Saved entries
◇ ◇ ◇ ◇ ◇ ◇ ◇

//! Frame rotation

use bytes::Bytes;
use image::codecs::jpeg::JpegEncoder;
use image::{DynamicImage, ImageFormat};
use thiserror::Error;

use crate::config::Rotation;

#[derive(Error, Debug)]
pub enum TransformError {
    #[error("image error: {0}")]
    Image(#[from] image::ImageError),
}

/// Rotate decoded pixels clockwise
pub fn rotate_image(image: &DynamicImage, rotation: Rotation) -> DynamicImage {
    match rotation {
        Rotation::None => image.clone(),
        Rotation::Cw90 => image.rotate90(),
        Rotation::Cw180 => image.rotate180(),
        Rotation::Cw270 => image.rotate270(),
    }
}

/// Rotate an encoded JPEG frame clockwise
///
/// A zero rotation hands back the input untouched. Anything else decodes,
/// rotates and re-encodes at `quality`.
pub fn rotate_jpeg(frame: Bytes, rotation: Rotation, quality: u8) -> Result<Bytes, TransformError> {
    if rotation == Rotation::None {
        return Ok(frame);
    }

    let decoded = image::load_from_memory_with_format(&frame, ImageFormat::Jpeg)?;
    let rotated = rotate_image(&decoded, rotation);
    encode_jpeg(&rotated, quality)
}

/// Encode pixels as baseline JPEG
pub fn encode_jpeg(image: &DynamicImage, quality: u8) -> Result<Bytes, TransformError> {
    let mut out = Vec::with_capacity((image.width() * image.height() / 4) as usize);
    // JPEG has no alpha channel.
    let rgb = image.to_rgb8();
    JpegEncoder::new_with_quality(&mut out, quality).encode_image(&rgb)?;
    Ok(Bytes::from(out))
}
//! Built-in Pi camera through GStreamer's `libcamerasrc`
//!
//! The pipeline encodes to JPEG on the way out; an `appsink` is pulled
//! synchronously from the capture thread.

use bytes::Bytes;
use gstreamer as gst;
use gstreamer::prelude::*;
use gstreamer_app as gst_app;

use super::{CameraBackend, CameraDevice, CaptureError};
use crate::config::Resolution;

const JPEG_QUALITY: u32 = 85;

#[derive(Debug, Default, Clone, Copy)]
pub struct LibcameraBackend;

impl LibcameraBackend {
    pub fn new() -> Self {
        Self
    }

    fn pipeline_description(resolution: Resolution) -> String {
        format!(
            "libcamerasrc ! video/x-raw,width={w},height={h} ! videoconvert ! jpegenc quality={q} ! appsink name=sink max-buffers=2 drop=true sync=false",
            w = resolution.width,
            h = resolution.height,
            q = JPEG_QUALITY,
        )
    }
}

impl CameraBackend for LibcameraBackend {
    fn name(&self) -> &'static str {
        "libcamera"
    }

    /// The built-in camera has no index; `index` is only used in messages.
    fn open(
        &self,
        index: u32,
        resolution: Resolution,
    ) -> Result<Box<dyn CameraDevice>, CaptureError> {
        gst::init()?;

        let description = Self::pipeline_description(resolution);
        tracing::debug!(pipeline = %description, "Creating GStreamer pipeline");

        let open_err = |reason: &str| CaptureError::Open {
            device: format!("libcamera:{}", index),
            reason: reason.to_string(),
        };

        let pipeline = gst::parse::launch(&description)?
            .downcast::<gst::Pipeline>()
            .map_err(|_| open_err("parsed element is not a pipeline"))?;

        let appsink = pipeline
            .by_name("sink")
            .ok_or_else(|| open_err("element 'sink' not found"))?
            .downcast::<gst_app::AppSink>()
            .map_err(|_| open_err("element 'sink' is not an appsink"))?;

        pipeline
            .set_state(gst::State::Playing)
            .map_err(|e| open_err(&format!("failed to start pipeline: {:?}", e)))?;

        Ok(Box::new(LibcameraDevice { pipeline, appsink }))
    }

    fn probe(&self, _index: u32) -> bool {
        gst::init().is_ok() && gst::ElementFactory::find("libcamerasrc").is_some()
    }
}

struct LibcameraDevice {
    pipeline: gst::Pipeline,
    appsink: gst_app::AppSink,
}

impl CameraDevice for LibcameraDevice {
    fn read_frame(&mut self) -> Result<Bytes, CaptureError> {
        let sample = self
            .appsink
            .pull_sample()
            .map_err(|_| CaptureError::Read("failed to pull sample from appsink".into()))?;
        let buffer = sample
            .buffer()
            .ok_or_else(|| CaptureError::Read("sample had no buffer".into()))?;
        let map = buffer
            .map_readable()
            .map_err(|_| CaptureError::Read("unable to map buffer".into()))?;

        Ok(Bytes::copy_from_slice(map.as_slice()))
    }
}

impl Drop for LibcameraDevice {
    fn drop(&mut self) {
        let _ = self.pipeline.set_state(gst::State::Null);
    }
}
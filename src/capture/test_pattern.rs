//! Synthetic camera for test mode
//!
//! Renders a gradient with a bar that sweeps one step per frame, so a viewer
//! can tell at a glance that frames are flowing.

use bytes::Bytes;
use image::{DynamicImage, Rgb, RgbImage};
use std::collections::BTreeSet;

use super::{CameraBackend, CameraDevice, CaptureError};
use crate::config::Resolution;
use crate::transform;

const BAR_WIDTH: u32 = 16;
const BAR_STEP: u32 = 8;
const QUALITY: u8 = 80;

/// Backend whose "present" devices are a fixed index set
#[derive(Debug, Clone)]
pub struct TestPatternBackend {
    devices: BTreeSet<u32>,
    read_limit: Option<u64>,
}

impl TestPatternBackend {
    /// Single device at index 0
    pub fn new() -> Self {
        Self::with_devices([0])
    }

    pub fn with_devices(devices: impl IntoIterator<Item = u32>) -> Self {
        Self {
            devices: devices.into_iter().collect(),
            read_limit: None,
        }
    }

    /// Devices fail every read after `frames` good ones
    pub fn with_read_limit(mut self, frames: u64) -> Self {
        self.read_limit = Some(frames);
        self
    }
}

impl Default for TestPatternBackend {
    fn default() -> Self {
        Self::new()
    }
}

impl CameraBackend for TestPatternBackend {
    fn name(&self) -> &'static str {
        "test-pattern"
    }

    fn open(
        &self,
        index: u32,
        resolution: Resolution,
    ) -> Result<Box<dyn CameraDevice>, CaptureError> {
        if !self.devices.contains(&index) {
            return Err(CaptureError::Open {
                device: format!("test-pattern:{}", index),
                reason: "no such device".into(),
            });
        }

        Ok(Box::new(TestPatternDevice {
            resolution,
            frame_no: 0,
            read_limit: self.read_limit,
        }))
    }

    fn probe(&self, index: u32) -> bool {
        self.devices.contains(&index)
    }
}

struct TestPatternDevice {
    resolution: Resolution,
    frame_no: u64,
    read_limit: Option<u64>,
}

impl TestPatternDevice {
    fn render(&self) -> DynamicImage {
        let Resolution { width, height } = self.resolution;
        let bar_x = (self.frame_no as u32).wrapping_mul(BAR_STEP) % width;

        DynamicImage::ImageRgb8(RgbImage::from_fn(width, height, |x, y| {
            if x >= bar_x && x < bar_x + BAR_WIDTH {
                Rgb([255, 255, 255])
            } else {
                Rgb([
                    (x * 255 / width) as u8,
                    (y * 255 / height) as u8,
                    96,
                ])
            }
        }))
    }
}

impl CameraDevice for TestPatternDevice {
    fn read_frame(&mut self) -> Result<Bytes, CaptureError> {
        if self.read_limit.is_some_and(|limit| self.frame_no >= limit) {
            return Err(CaptureError::Read("test pattern read limit reached".into()));
        }

        let frame = transform::encode_jpeg(&self.render(), QUALITY)?;
        self.frame_no += 1;
        Ok(frame)
    }
}

#[cfg(test)]
mod tests {
    use super::*;

    #[test]
    fn test_frames_are_jpeg_at_resolution() {
        let backend = TestPatternBackend::new();
        let mut device = backend.open(0, Resolution::new(80, 60)).unwrap();

        let frame = device.read_frame().unwrap();
        assert_eq!(&frame[..2], &[0xFF, 0xD8]);
        let decoded = image::load_from_memory(&frame).unwrap();
        assert_eq!((decoded.width(), decoded.height()), (80, 60));
    }

    #[test]
    fn test_consecutive_frames_differ() {
        let backend = TestPatternBackend::new();
        let mut device = backend.open(0, Resolution::new(64, 32)).unwrap();
        let a = device.read_frame().unwrap();
        let b = device.read_frame().unwrap();
        assert_ne!(a, b);
    }

    #[test]
    fn test_probe_and_open_respect_device_set() {
        let backend = TestPatternBackend::with_devices([1, 3]);
        assert!(!backend.probe(0));
        assert!(backend.probe(3));
        assert!(backend.open(2, Resolution::default()).is_err());
    }

    #[test]
    fn test_read_limit() {
        let backend = TestPatternBackend::new().with_read_limit(2);
        let mut device = backend.open(0, Resolution::new(16, 16)).unwrap();
        assert!(device.read_frame().is_ok());
        assert!(device.read_frame().is_ok());
        assert!(matches!(device.read_frame(), Err(CaptureError::Read(_))));
    }
}
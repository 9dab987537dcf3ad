//! USB cameras through Video4Linux
//!
//! Devices are `/dev/video<index>`. Frames are requested as MJPG so the
//! camera hands us JPEG directly and no software encode is needed.

use bytes::Bytes;
use v4l::buffer::Type;
use v4l::capability::Flags;
use v4l::io::mmap::Stream as MmapStream;
use v4l::io::traits::CaptureStream;
use v4l::video::Capture;
use v4l::{Device, Format, FourCC};

use super::{CameraBackend, CameraDevice, CaptureError};
use crate::config::Resolution;

const BUFFER_COUNT: u32 = 4;

#[derive(Debug, Default, Clone, Copy)]
pub struct V4lBackend;

impl V4lBackend {
    pub fn new() -> Self {
        Self
    }
}

fn device_path(index: u32) -> String {
    format!("/dev/video{}", index)
}

impl CameraBackend for V4lBackend {
    fn name(&self) -> &'static str {
        "v4l2"
    }

    fn open(
        &self,
        index: u32,
        resolution: Resolution,
    ) -> Result<Box<dyn CameraDevice>, CaptureError> {
        let open_err = |reason: String| CaptureError::Open {
            device: device_path(index),
            reason,
        };

        let device = Device::new(index as usize).map_err(|e| open_err(e.to_string()))?;

        let requested = Format::new(resolution.width, resolution.height, FourCC::new(b"MJPG"));
        let format = device
            .set_format(&requested)
            .map_err(|e| open_err(e.to_string()))?;
        if format.fourcc != FourCC::new(b"MJPG") {
            return Err(open_err(format!("MJPG not supported, got {}", format.fourcc)));
        }
        if format.width != resolution.width || format.height != resolution.height {
            tracing::warn!(
                device = %device_path(index),
                requested = %resolution,
                actual = %format!("{}x{}", format.width, format.height),
                "Camera picked a different resolution"
            );
        }
        tracing::info!(device = %device_path(index), format = %format, "Camera format set");

        let stream = MmapStream::with_buffers(&device, Type::VideoCapture, BUFFER_COUNT)
            .map_err(|e| open_err(e.to_string()))?;

        Ok(Box::new(V4lDevice {
            _device: device,
            stream,
        }))
    }

    fn probe(&self, index: u32) -> bool {
        Device::new(index as usize)
            .and_then(|d| d.query_caps())
            .map(|caps| caps.capabilities.contains(Flags::VIDEO_CAPTURE))
            .unwrap_or(false)
    }
}

struct V4lDevice {
    _device: Device,
    stream: MmapStream<'static>,
}

impl CameraDevice for V4lDevice {
    fn read_frame(&mut self) -> Result<Bytes, CaptureError> {
        let (buf, meta) = self
            .stream
            .next()
            .map_err(|e| CaptureError::Read(e.to_string()))?;
        let used = (meta.bytesused as usize).min(buf.len());
        Ok(Bytes::copy_from_slice(&buf[..used]))
    }
}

◇ ◇ ◇ ◇ ◇ ◇ ◇

= HOW TO COMPLETE THIS TASK =
When the line with "not supported, got" is reached in the data above, begin copying, and stop after the line with "tracing::info!(device = %device_path(index), format"; copy each line exactly, both ends included.

= REPLY TO THE TASK =
            return Err(open_err(format!("MJPG not supported, got {}", format.fourcc)));
        }
        if format.width != resolution.width || format.height != resolution.height {
            tracing::warn!(
                device = %device_path(index),
                requested = %resolution,
                actual = %format!("{}x{}", format.width, format.height),
                "Camera picked a different resolution"
            );
        }
        tracing::info!(device = %device_path(index), format = %format, "Camera format set");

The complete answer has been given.